Der aeusserst freundlich, warme und neugierige Empfang, welcher uns Auslaendern hier in Samara bereitet wurde, kontrastiert auf brutale Weise mit der ‘westlichen’ Einstellung Immigranten gegenueber. Eduardo Galeano fasst dies in Le Monde diplomatique (September 2005) folgendermassen zusammen:

Ist der Eindringling […] arm, jung und dunkelhaeutig, wird er auf Anhieb in die Schublade Beduerftigkeit, Krawallneigung oder Hautfarbe gesteckt. Und auch wenn er nicht arm, jung und dunkelhaeutig ist, hat er einen schlechten Empfang verdient, weil er in der Absicht kommt, doppelte Arbeit fuer halben Lohn zu leisten.
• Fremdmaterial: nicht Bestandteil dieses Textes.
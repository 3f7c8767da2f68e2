//! The `!!rp` command surface.
//!
//! Thin dispatch layer: permission check, synthetic-key gate, then
//! delegation to the rotation engine and config store. Every caller gets a
//! reply: success confirmation, permission denial or rejection notice.

use crate::{CommandSource, ConfigStore, HostConsole};

use std::sync::Arc;

use replay_warden_core::{RotationEngine, is_synthetic};
use tracing::{info, instrument, warn};

/// Privilege level required for every subcommand except `help`.
pub(crate) const REQUIRED_PERMISSION: u8 = 3;

/// Dependencies of the command handlers, passed explicitly rather than
/// captured, so each handler is testable in isolation.
pub struct CommandDeps {
    /// Rotation engine driving timers and the recorder.
    pub engine: Arc<RotationEngine>,
    /// Config store owning the persisted cut interval.
    pub store: Arc<ConfigStore>,
    /// Host console for replies and broadcasts.
    pub console: Arc<HostConsole>,
}

/// Dispatches one `!!rp` command.
#[instrument(skip(deps))]
pub fn dispatch(deps: &CommandDeps, source: &CommandSource, args: &[String]) {
    match args {
        [] => show_help(deps, source),
        [first] if first.as_str() == "help" => show_help(deps, source),
        [first, second, minutes] if first.as_str() == "set" && second.as_str() == "cuttime" => {
            set_cut_time(deps, source, minutes);
        }
        [player, action] => match action.as_str() {
            "start" => start_replay(deps, source, player),
            "stop" => stop_replay(deps, source, player),
            "cut" => cut_replay(deps, source, player),
            _ => deps
                .console
                .reply(source, "Unknown action; try !!rp help"),
        },
        _ => deps.console.reply(source, "Unknown command; try !!rp help"),
    }
}

fn show_help(deps: &CommandDeps, source: &CommandSource) {
    let help = concat!(
        "Replay Warden - replay recording manager | ",
        "!!rp help - show this help | ",
        "!!rp <player> start - start recording and reset the cut timer | ",
        "!!rp <player> stop - stop recording and cancel the cut timer | ",
        "!!rp <player> cut - cut the replay and reset the timer | ",
        "!!rp set cuttime <minutes> - set the automatic cut interval",
    );
    deps.console.reply(source, help);
}

/// Permission gate shared by all state-changing subcommands. Replies with
/// the denial and returns `false` if the source is not allowed.
fn check_permission(deps: &CommandDeps, source: &CommandSource) -> bool {
    if source.has_permission(REQUIRED_PERMISSION) {
        true
    } else {
        warn!(?source, "Command rejected, insufficient permission");
        deps.console
            .reply(source, "You do not have permission to use this command");
        false
    }
}

/// Synthetic-key gate for start/cut. Replies to the caller and broadcasts
/// the notice, then returns `true` if the key was rejected.
fn reject_synthetic(deps: &CommandDeps, source: &CommandSource, player: &str) -> bool {
    if is_synthetic(player) {
        let notice = format!("{player} looks like a fake player, replay recording aborted");
        deps.console.reply(source, &notice);
        deps.console.broadcast(&notice);
        true
    } else {
        false
    }
}

fn start_replay(deps: &CommandDeps, source: &CommandSource, player: &str) {
    if !check_permission(deps, source) || reject_synthetic(deps, source, player) {
        return;
    }

    deps.engine.begin_recording(player);
    deps.engine.arm_rotation(player);
    deps.console
        .reply(source, &format!("Recording started for {player}"));
}

fn stop_replay(deps: &CommandDeps, source: &CommandSource, player: &str) {
    if !check_permission(deps, source) {
        return;
    }

    // Deliberately not synthetic-gated: an explicit stop is honored for any
    // key so an accidental capture can always be ended.
    deps.engine.stop_recording(player);
    deps.console
        .reply(source, &format!("Recording stopped for {player}"));
}

fn cut_replay(deps: &CommandDeps, source: &CommandSource, player: &str) {
    if !check_permission(deps, source) || reject_synthetic(deps, source, player) {
        return;
    }

    // The pending countdown is superseded by the re-arm that follows the
    // rotation; net effect is one rotation and one live countdown.
    deps.engine.cancel_rotation(player);
    deps.engine.rotate_recording(player);
    deps.console
        .reply(source, &format!("Replay cut for {player}"));
}

fn set_cut_time(deps: &CommandDeps, source: &CommandSource, minutes: &str) {
    if !check_permission(deps, source) {
        return;
    }

    let Ok(minutes) = minutes.parse::<u64>() else {
        deps.console
            .reply(source, "Cut interval must be a positive number of minutes");
        return;
    };

    match deps.store.set_cut_minutes(minutes) {
        Ok(()) => {
            info!(minutes, "Cut interval updated");
            deps.console.reply(
                source,
                &format!("Automatic cut interval set to {minutes} minutes"),
            );
        }
        Err(e) => {
            warn!(minutes, error = ?e, "Rejected cut interval");
            deps.console
                .reply(source, "Cut interval must be a positive number of minutes");
        }
    }
}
Die Furcht vor dem Verlust des Arbeitsplatzes ist von allen Aengsten, die unsere Epoche der Angst beherrschen, eine der maechtigsten, und der Immigrant ist ein dankbares Objekt, wenn es darum geht, die Verantwortung fuer Arbeitslosigkeit, sinkende Loehne, Unsicherheit auf den Strassen und andere schreckliche Dinge and jemanden loszuwerden. Einst ueberschwemmte Europa die Welt mit Soldaten, Straeflingen und halb verhungerten Bauern. Diese Helden des kolonialen Abenteuers sind als Handlungsreisende Gottes in die Geschichte eingegangen. In ihnen zog die Zivilisation aus, die Welt von der Barbarei zu erretten.

Heute verlaeuft die Reise in umgekehrter Richtung. Wer aus dem Sueden in den Norden kommt - oder zumindest den Versuch dazu unternimmt -, traegt weder ein Messer zwischen den Zaehnen noch ein Gewehr auf dem Ruecken. Er kommt aus Laendern, die bis auf den letzten Tropfen ausgepresst wurden, und will nichts anderes erobern als irgendeinen kleinen Job. Diese Antihelden des postkolonialen Abenteuers wirken eher wie Sendboten der Hoelle: In ihnen ruestet sich die Barbarei zum Sturm auf die Zivilisation.